More than 320 million children around the world are now missing out on school meals due to school closures because of COVID-19. This news release outlines how WFP is working with governments and partners to ensure school children and their families receive continued food and nutrition support.
"The public health impacts of COVID-19 are broader than the disease itself because of its impacts on food security and nutrition" finds HLPE. This draft issue paper outlines the short and long-term impacts of the pandemic on nutrition and food security in terms of both supply and demand. It also outlines key messages and recommendations for governments.
"COVID-19 poses considerable risks to already vulnerable populations living in countries with severe development deficits, limited government capacity and poor healthcare infrastructure. While the coronavirus has been slow to reach Sub-Saharan Africa, most experts agree that its impact there is imminent," says Chase. Find here five concerns as the coronavirus spreads and how WFP is responding.
"Abundance — and convenience — comes a hidden cost that COVID-19 has exposed: a loss of resilience. Our global food system depends on the tendrils of international trade to wrap the world in an ever more complex system of buyers, sellers, processors and retailers, all of whom are motivated to keep costs low and operations lean," says Evan.
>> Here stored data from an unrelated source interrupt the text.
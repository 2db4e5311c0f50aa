//! Client facade tying identity, queue and dispatch together.

use crate::dispatch::{DispatchGate, RequestDispatcher};
use crate::error::{EngageError, Result};
use crate::flush::{FlushCallbacks, FlushReport};
use crate::group::Group;
use crate::identity::{anonymous_id, Identity, IdentityProvider};
use crate::people::{NoProfileDefaults, People, ProfileDefaults};
use crate::queue::{FileQueueStorage, MemoryQueueStorage, PendingQueue, QueueStorage};
use serde_json::Value;
use std::fmt;
use std::path::PathBuf;
use std::sync::Arc;

/// Default collection host.
pub const DEFAULT_API_HOST: &str = "https://api.greenfinch.io";

/// Client configuration.
#[derive(Clone, Debug)]
pub struct ClientConfig {
    /// Instance name used in display strings.
    pub name: String,

    /// Project auth token sent as `$token`.
    pub token: String,

    /// Base URL of the collection endpoints.
    pub api_host: String,

    /// Deliver callback responses as `{status, error}` instead of a bare code.
    pub verbose: bool,

    /// Enrich `$set` payloads with referrer info.
    pub save_referrer: bool,

    /// Directory for the durable pending queue (None = in memory).
    pub queue_path: Option<PathBuf>,

    /// Whether to create the queue directory if it doesn't exist.
    pub create_if_missing: bool,

    /// Distinct id used until identify (None = generated).
    pub anonymous_id: Option<String>,
}

impl Default for ClientConfig {
    fn default() -> Self {
        Self {
            name: "greenfinch".to_string(),
            token: String::new(),
            api_host: DEFAULT_API_HOST.to_string(),
            verbose: false,
            save_referrer: true,
            queue_path: None,
            create_if_missing: true,
            anonymous_id: None,
        }
    }
}

impl ClientConfig {
    pub fn with_token(mut self, token: impl Into<String>) -> Self {
        self.token = token.into();
        self
    }

    pub fn with_api_host(mut self, api_host: impl Into<String>) -> Self {
        self.api_host = api_host.into();
        self
    }

    pub fn with_verbose(mut self, verbose: bool) -> Self {
        self.verbose = verbose;
        self
    }

    pub fn with_save_referrer(mut self, save_referrer: bool) -> Self {
        self.save_referrer = save_referrer;
        self
    }

    pub fn with_queue_path(mut self, path: impl Into<PathBuf>) -> Self {
        self.queue_path = Some(path.into());
        self
    }

    pub fn with_create_if_missing(mut self, create_if_missing: bool) -> Self {
        self.create_if_missing = create_if_missing;
        self
    }

    pub fn with_anonymous_id(mut self, id: impl Into<String>) -> Self {
        self.anonymous_id = Some(id.into());
        self
    }
}

/// One tracking client instance.
///
/// Owns the pending queue exclusively; the queue is never shared across
/// instances.
pub struct Client {
    config: Arc<ClientConfig>,
    identity: Arc<Identity>,
    gate: Arc<DispatchGate>,
    people: People,
}

impl Client {
    /// Create a client whose queue lives at `config.queue_path` (or in memory).
    pub fn new(config: ClientConfig, dispatcher: Arc<dyn RequestDispatcher>) -> Result<Self> {
        let storage: Box<dyn QueueStorage> = match &config.queue_path {
            Some(path) if !path.exists() && !config.create_if_missing => {
                return Err(EngageError::NotInitialized);
            }
            Some(path) => Box::new(FileQueueStorage::open(path)?),
            None => Box::new(MemoryQueueStorage::new()),
        };
        Self::with_storage(config, storage, dispatcher)
    }

    /// Create a client over an explicit queue storage.
    pub fn with_storage(
        config: ClientConfig,
        storage: Box<dyn QueueStorage>,
        dispatcher: Arc<dyn RequestDispatcher>,
    ) -> Result<Self> {
        let queue = Arc::new(PendingQueue::open(storage)?);
        let identity = Arc::new(Identity::new(
            config.anonymous_id.clone().unwrap_or_else(anonymous_id),
        ));
        let config = Arc::new(config);

        let gate = Arc::new(DispatchGate::new(
            Arc::clone(&config),
            Arc::clone(&identity) as Arc<dyn IdentityProvider>,
            dispatcher,
            queue,
        ));
        let people = People::new(
            Arc::clone(&gate),
            Arc::new(NoProfileDefaults),
            config.name.clone(),
        );

        Ok(Self {
            config,
            identity,
            gate,
            people,
        })
    }

    /// Use `defaults` for the properties merged under every `$set`.
    pub fn with_profile_defaults(mut self, defaults: Arc<dyn ProfileDefaults>) -> Self {
        self.people = People::new(Arc::clone(&self.gate), defaults, self.config.name.clone());
        self
    }

    pub fn people(&self) -> &People {
        &self.people
    }

    /// Handle for a group profile.
    pub fn group(&self, group_key: impl Into<String>, group_id: impl Into<Value>) -> Group {
        Group::new(
            Arc::clone(&self.gate),
            group_key,
            group_id,
            self.config.name.clone(),
        )
    }

    pub fn identity(&self) -> &Identity {
        &self.identity
    }

    /// Register `$device_id`, `$user_id` or similar identity properties.
    pub fn register(&self, name: impl Into<String>, value: impl Into<Value>) {
        self.identity.register(name, value);
    }

    /// Establish identity and drain the pending queue.
    ///
    /// Safe against people mutations on other threads: each one is either
    /// queued before the flip (and drained here) or sent directly.
    ///
    /// Returns `None` if the client was already identified; the queue is
    /// then left for an explicit [`flush`](Self::flush).
    pub fn identify(&self, distinct_id: impl Into<String>) -> Option<FlushReport> {
        let distinct_id = distinct_id.into();
        if !self.gate.transition(|| self.identity.identify(distinct_id)) {
            return None;
        }
        Some(self.people.flush(&FlushCallbacks::default()))
    }

    /// Host-driven drain with per-kind callbacks.
    pub fn flush(&self, callbacks: &FlushCallbacks) -> FlushReport {
        self.people.flush(callbacks)
    }

    pub fn queue(&self) -> &PendingQueue {
        self.gate.queue()
    }

    pub fn config(&self) -> &ClientConfig {
        &self.config
    }
}

impl fmt::Display for Client {
    fn fmt(&self, f: &mut fmt::Formatter<'_>) -> fmt::Result {
        f.write_str(&self.config.name)
    }
}

impl Drop for Client {
    fn drop(&mut self) {
        // Best-effort save on drop
        if let Err(e) = self.gate.queue().save() {
            tracing::warn!(error = %e, "failed to save pending queue on drop");
        }
    }
}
In the face of COVID-19 and climate change, this article highlights the need to value resilience alongside efficiency in our food systems.
"Considering that the ag sector contributes to 7% of China's GDP, the impact of COVID-19 on China’s economy would equally affect the agricultural and food security sector. We can anticipate an immediate impact and a longer-term impact – which could potentially have global consequences," says Matteo. Based on personal observations, IFAD staff member based in China shares his reflections on the impact of COVID-19 on achieving SDG2.
"With the pandemic potentially triggering a global economic slowdown, leaders are already looking for ways to shore up their countries’ economies. Approaches to stimulate growth will have long-lasting effects. What governments should avoid is trying to boost their economies in the wake of one global health crisis by exacerbating another — namely air pollution," says Helen. This article tracks the path from low-carbon, climate-resilient growth to lasting economic and social benefits.
"COVID-19 is a health crisis. But is could also lead to a food security crisis if proper measures are not taken," warns Shenggen. In light of existing global food security challenges, this IFPRI article highlights lessons learned from previous epidemics and identifies actions to prevent a food security crisis.
"How well China – and any country - will be able to provide safe, accessible, and available food both during and in the aftermath of COVID-19 will depend on its resilience," reflects Erin. This article explores how the pandemic has affected food access, affordability and availability in China and the government's response to tease out what can be learnt from this crisis.